- [What to work on]:
Copy every line of the data that includes the string "Mutex".

___ Exercise data ___

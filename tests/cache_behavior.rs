//! Behavioral tests of the cache core over a gated in-test transport.
//!
//! The double counts calls and holds every send until the test releases a
//! permit, so settlement timing is fully under test control.

use async_trait::async_trait;
use bytes::Bytes;
use fetch_cache::{
    CacheConfig, Error, FetchCache, FetchError, FetchRequest, RawResponse, Transport,
    TransportError,
};
use std::sync::atomic::{AtomicUsize, Ordering};
use std::sync::{Arc, Mutex};
use std::time::Duration;
use tokio::sync::{mpsc, Semaphore};
use tokio_util::sync::CancellationToken;

struct GatedTransport {
    calls: AtomicUsize,
    gate: Semaphore,
    response: Mutex<RawResponse>,
}

impl GatedTransport {
    /// `permits` sends may proceed immediately; the rest block until
    /// [`release`](Self::release).
    fn new(status: u16, body: &str, permits: usize) -> Arc<Self> {
        Arc::new(Self {
            calls: AtomicUsize::new(0),
            gate: Semaphore::new(permits),
            response: Mutex::new(RawResponse {
                status,
                body: Bytes::from(body.to_owned()),
            }),
        })
    }

    fn open(status: u16, body: &str) -> Arc<Self> {
        Self::new(status, body, Semaphore::MAX_PERMITS)
    }

    fn release(&self) {
        self.gate.add_permits(1);
    }

    fn calls(&self) -> usize {
        self.calls.load(Ordering::SeqCst)
    }

    fn set_response(&self, status: u16, body: &str) {
        *self.response.lock().unwrap() = RawResponse {
            status,
            body: Bytes::from(body.to_owned()),
        };
    }
}

#[async_trait]
impl Transport for GatedTransport {
    async fn send(
        &self,
        _request: &FetchRequest,
        abort: CancellationToken,
    ) -> Result<RawResponse, TransportError> {
        self.calls.fetch_add(1, Ordering::SeqCst);
        tokio::select! {
            permit = self.gate.acquire() => {
                permit.expect("gate closed").forget();
                Ok(self.response.lock().unwrap().clone())
            }
            _ = abort.cancelled() => Err(TransportError::Aborted),
        }
    }

    fn name(&self) -> &'static str {
        "gated"
    }
}

/// Opt-in log output for debugging: `RUST_LOG=fetch_cache=debug cargo test`.
fn init_tracing() {
    static INIT: std::sync::Once = std::sync::Once::new();
    INIT.call_once(|| {
        tracing_subscriber::fmt()
            .with_env_filter(tracing_subscriber::EnvFilter::from_default_env())
            .with_test_writer()
            .try_init()
            .ok();
    });
}

fn cache_over(transport: Arc<GatedTransport>) -> FetchCache<serde_json::Value> {
    init_tracing();
    FetchCache::new(transport, CacheConfig::new())
}

fn cache_with_config(
    transport: Arc<GatedTransport>,
    config: CacheConfig,
) -> FetchCache<serde_json::Value> {
    init_tracing();
    FetchCache::new(transport, config)
}

fn request(path: &str) -> FetchRequest {
    FetchRequest::get(format!("https://example.com{path}")).unwrap()
}

#[tokio::test]
async fn concurrent_subscribes_share_one_network_operation() {
    let transport = GatedTransport::new(200, r#"{"id": 1}"#, 0);
    let cache = cache_over(Arc::clone(&transport));
    let req = request("/items");

    let (tx1, mut rx1) = mpsc::unbounded_channel();
    let (tx2, mut rx2) = mpsc::unbounded_channel();
    cache.subscribe(&req, move |r| {
        tx1.send(r).unwrap();
    });
    cache.subscribe(&req, move |r| {
        tx2.send(r).unwrap();
    });

    transport.release();

    let v1 = rx1.recv().await.unwrap().unwrap();
    let v2 = rx2.recv().await.unwrap().unwrap();
    assert_eq!(v1, serde_json::json!({"id": 1}));
    assert_eq!(v1, v2);
    assert_eq!(transport.calls(), 1);

    let stats = cache.stats();
    assert_eq!(stats.misses, 1);
    assert_eq!(stats.coalesced, 1);
}

#[tokio::test]
async fn resolved_entry_replays_without_network_call() {
    let transport = GatedTransport::open(200, r#"{"id": 2}"#);
    let cache = cache_over(Arc::clone(&transport));
    let req = request("/items/2");

    let first = cache.fetch(&req).await.unwrap();
    assert_eq!(transport.calls(), 1);

    let second = cache.fetch(&req).await.unwrap();
    assert_eq!(second, first);
    assert_eq!(transport.calls(), 1);
    assert_eq!(cache.stats().hits, 1);
}

#[tokio::test]
async fn canceled_subscriber_never_hears_back() {
    let transport = GatedTransport::new(200, r#"{"id": 3}"#, 0);
    let cache = cache_over(Arc::clone(&transport));
    let req = request("/items/3");

    let (tx1, mut rx1) = mpsc::unbounded_channel();
    let handle = cache.subscribe(&req, move |r| {
        tx1.send(r).unwrap();
    });
    assert_eq!(handle.fingerprint(), &cache.fingerprint(&req));
    assert_eq!(cache.transport_name(), "gated");
    cache.cancel(&handle);
    assert!(handle.is_canceled());
    // Idempotent.
    cache.cancel(&handle);

    // A second, independent subscriber still shares the in-flight operation.
    let (tx2, mut rx2) = mpsc::unbounded_channel();
    cache.subscribe(&req, move |r| {
        tx2.send(r).unwrap();
    });

    transport.release();

    let delivered = rx2.recv().await.unwrap().unwrap();
    assert_eq!(delivered, serde_json::json!({"id": 3}));
    assert_eq!(transport.calls(), 1);

    let silence = tokio::time::timeout(Duration::from_millis(50), rx1.recv()).await;
    assert!(silence.is_err(), "canceled subscriber received delivery");
}

#[tokio::test]
async fn invalidate_then_subscribe_refetches_once() {
    let transport = GatedTransport::open(200, r#"{"rev": 1}"#);
    let cache = cache_over(Arc::clone(&transport));
    let req = request("/doc");

    cache.fetch(&req).await.unwrap();
    assert_eq!(transport.calls(), 1);

    transport.set_response(200, r#"{"rev": 2}"#);
    assert!(cache.invalidate(&req).unwrap());
    // Second invalidation finds nothing.
    assert!(!cache
        .invalidate_fingerprint(&cache.fingerprint(&req))
        .unwrap());

    let fresh = cache.fetch(&req).await.unwrap();
    assert_eq!(fresh, serde_json::json!({"rev": 2}));
    assert_eq!(transport.calls(), 2);
}

#[tokio::test]
async fn non_success_status_is_cached_as_failure() {
    let transport = GatedTransport::open(404, "not found");
    let cache = cache_over(Arc::clone(&transport));
    let req = request("/missing");

    let err = cache.fetch(&req).await.unwrap_err();
    assert_eq!(
        err,
        FetchError::HttpStatus {
            status: 404,
            body: Some("not found".into())
        }
    );

    // Replayed from cache, no retry.
    let err_again = cache.fetch(&req).await.unwrap_err();
    assert_eq!(err_again.status(), Some(404));
    assert_eq!(transport.calls(), 1);
    assert_eq!(cache.stats().failures, 1);
}

#[tokio::test]
async fn malformed_payload_is_cached_as_decode_failure() {
    let transport = GatedTransport::open(200, "<html>oops</html>");
    let cache = cache_over(Arc::clone(&transport));
    let req = request("/broken");

    let err = cache.fetch(&req).await.unwrap_err();
    assert!(matches!(err, FetchError::Decode { .. }));

    let err_again = cache.fetch(&req).await.unwrap_err();
    assert!(matches!(err_again, FetchError::Decode { .. }));
    assert_eq!(transport.calls(), 1);
}

#[tokio::test]
async fn invalidating_pending_entry_is_rejected() {
    let transport = GatedTransport::new(200, r#"{"id": 4}"#, 0);
    let cache = cache_over(Arc::clone(&transport));
    let req = request("/slow");

    let (tx, mut rx) = mpsc::unbounded_channel();
    cache.subscribe(&req, move |r| {
        tx.send(r).unwrap();
    });

    let err = cache.invalidate(&req).unwrap_err();
    assert!(matches!(err, Error::InvalidatePending(_)));

    transport.release();
    rx.recv().await.unwrap().unwrap();

    // Settled now, so invalidation goes through.
    assert!(cache.invalidate(&req).unwrap());
}

#[tokio::test]
async fn abort_of_last_subscriber_releases_the_transport() {
    let transport = GatedTransport::new(200, r#"{"id": 5}"#, 0);
    let cache = cache_over(Arc::clone(&transport));
    let req = request("/abortable");

    let (tx, mut rx) = mpsc::unbounded_channel();
    let handle = cache.subscribe(&req, move |r| {
        tx.send(r).unwrap();
    });
    cache.abort(&handle);

    // The aborted operation is not cached; the entry returns to absent.
    for _ in 0..100 {
        if cache.is_empty() {
            break;
        }
        tokio::time::sleep(Duration::from_millis(5)).await;
    }
    assert!(cache.is_empty());

    let silence = tokio::time::timeout(Duration::from_millis(50), rx.recv()).await;
    assert!(silence.is_err(), "aborted subscriber received delivery");

    // A later subscribe starts a fresh operation.
    transport.release();
    let value = cache.fetch(&req).await.unwrap();
    assert_eq!(value, serde_json::json!({"id": 5}));
    assert_eq!(transport.calls(), 2);
}

#[tokio::test]
async fn abort_with_remaining_subscribers_keeps_the_operation() {
    let transport = GatedTransport::new(200, r#"{"id": 6}"#, 0);
    let cache = cache_over(Arc::clone(&transport));
    let req = request("/shared");

    let (tx1, mut rx1) = mpsc::unbounded_channel();
    let h1 = cache.subscribe(&req, move |r| {
        tx1.send(r).unwrap();
    });
    let (tx2, mut rx2) = mpsc::unbounded_channel();
    cache.subscribe(&req, move |r| {
        tx2.send(r).unwrap();
    });

    cache.abort(&h1);
    transport.release();

    let delivered = rx2.recv().await.unwrap().unwrap();
    assert_eq!(delivered, serde_json::json!({"id": 6}));
    assert_eq!(transport.calls(), 1);

    let silence = tokio::time::timeout(Duration::from_millis(50), rx1.recv()).await;
    assert!(silence.is_err());
}

#[tokio::test]
async fn delivery_follows_registration_order() {
    let transport = GatedTransport::new(200, r#"{"id": 7}"#, 0);
    let cache = cache_over(Arc::clone(&transport));
    let req = request("/ordered");

    let (tx, mut rx) = mpsc::unbounded_channel();
    for i in 0..3u32 {
        let tx = tx.clone();
        cache.subscribe(&req, move |_| {
            tx.send(i).unwrap();
        });
    }
    drop(tx);
    transport.release();

    let mut order = Vec::new();
    while let Some(i) = rx.recv().await {
        order.push(i);
    }
    assert_eq!(order, vec![0, 1, 2]);
    assert_eq!(transport.calls(), 1);
}

#[tokio::test]
async fn panicking_subscriber_does_not_starve_the_rest() {
    let transport = GatedTransport::new(200, r#"{"id": 8}"#, 0);
    let cache = cache_over(Arc::clone(&transport));
    let req = request("/panicky");

    cache.subscribe(&req, |_| panic!("subscriber bug"));
    let (tx, mut rx) = mpsc::unbounded_channel();
    cache.subscribe(&req, move |r| {
        tx.send(r).unwrap();
    });

    transport.release();

    let delivered = rx.recv().await.unwrap().unwrap();
    assert_eq!(delivered, serde_json::json!({"id": 8}));
}

#[tokio::test]
async fn expired_entry_triggers_a_fresh_fetch() {
    let transport = GatedTransport::open(200, r#"{"rev": 1}"#);
    let cache = cache_with_config(
        Arc::clone(&transport),
        CacheConfig::new().with_ttl(Duration::from_millis(200)),
    );
    let req = request("/ttl");

    cache.fetch(&req).await.unwrap();
    assert_eq!(transport.calls(), 1);

    // Within the TTL: replayed.
    cache.fetch(&req).await.unwrap();
    assert_eq!(transport.calls(), 1);

    tokio::time::sleep(Duration::from_millis(250)).await;
    transport.set_response(200, r#"{"rev": 2}"#);

    let fresh = cache.fetch(&req).await.unwrap();
    assert_eq!(fresh, serde_json::json!({"rev": 2}));
    assert_eq!(transport.calls(), 2);
    assert!(cache.stats().evictions >= 1);
}

#[tokio::test]
async fn entry_bound_evicts_least_recently_accessed() {
    let transport = GatedTransport::open(200, r#"{"ok": true}"#);
    let cache = cache_with_config(
        Arc::clone(&transport),
        CacheConfig::new().with_max_entries(1),
    );

    cache.fetch(&request("/a")).await.unwrap();
    cache.fetch(&request("/b")).await.unwrap();
    assert_eq!(cache.len(), 1);
    assert_eq!(transport.calls(), 2);

    // `/a` was evicted to make room, so it fetches again.
    cache.fetch(&request("/a")).await.unwrap();
    assert_eq!(transport.calls(), 3);
    assert!(cache.stats().evictions >= 1);
}

#[tokio::test]
async fn entry_bound_is_soft_while_entries_are_pending() {
    let transport = GatedTransport::new(200, r#"{"ok": true}"#, 0);
    let cache = cache_with_config(
        Arc::clone(&transport),
        CacheConfig::new().with_max_entries(1),
    );

    let (tx1, mut rx1) = mpsc::unbounded_channel();
    cache.subscribe(&request("/a"), move |r| {
        tx1.send(r).unwrap();
    });
    let (tx2, mut rx2) = mpsc::unbounded_channel();
    cache.subscribe(&request("/b"), move |r| {
        tx2.send(r).unwrap();
    });

    // Pending entries are never evicted, so the store exceeds the bound
    // until they settle.
    assert_eq!(cache.len(), 2);

    transport.release();
    transport.release();
    rx1.recv().await.unwrap().unwrap();
    rx2.recv().await.unwrap().unwrap();

    // Once terminal they are eviction candidates again.
    cache.fetch(&request("/c")).await.unwrap();
    assert_eq!(cache.len(), 1);
}

#[tokio::test]
async fn zero_entry_bound_still_admits_the_active_fetch() {
    let transport = GatedTransport::open(200, r#"{"ok": true}"#);
    let cache = cache_with_config(
        Arc::clone(&transport),
        CacheConfig::new().with_max_entries(0),
    );

    cache.fetch(&request("/a")).await.unwrap();
    assert_eq!(cache.len(), 1);

    // A miss for another fingerprint evicts the resident before inserting.
    cache.fetch(&request("/b")).await.unwrap();
    assert_eq!(cache.len(), 1);
    assert_eq!(transport.calls(), 2);
    assert!(cache.stats().evictions >= 1);
}

#[tokio::test]
async fn distinct_fingerprints_do_not_coalesce() {
    let transport = GatedTransport::open(200, r#"{"ok": true}"#);
    let cache = cache_over(Arc::clone(&transport));

    cache.fetch(&request("/a")).await.unwrap();
    cache
        .fetch(&request("/a").with_header("authorization", "Bearer other"))
        .await
        .unwrap();
    assert_eq!(transport.calls(), 2);
    assert_eq!(cache.len(), 2);
}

___

- [Output]:
use std::sync::{Arc, Mutex};
    response: Mutex<RawResponse>,
            response: Mutex::new(RawResponse {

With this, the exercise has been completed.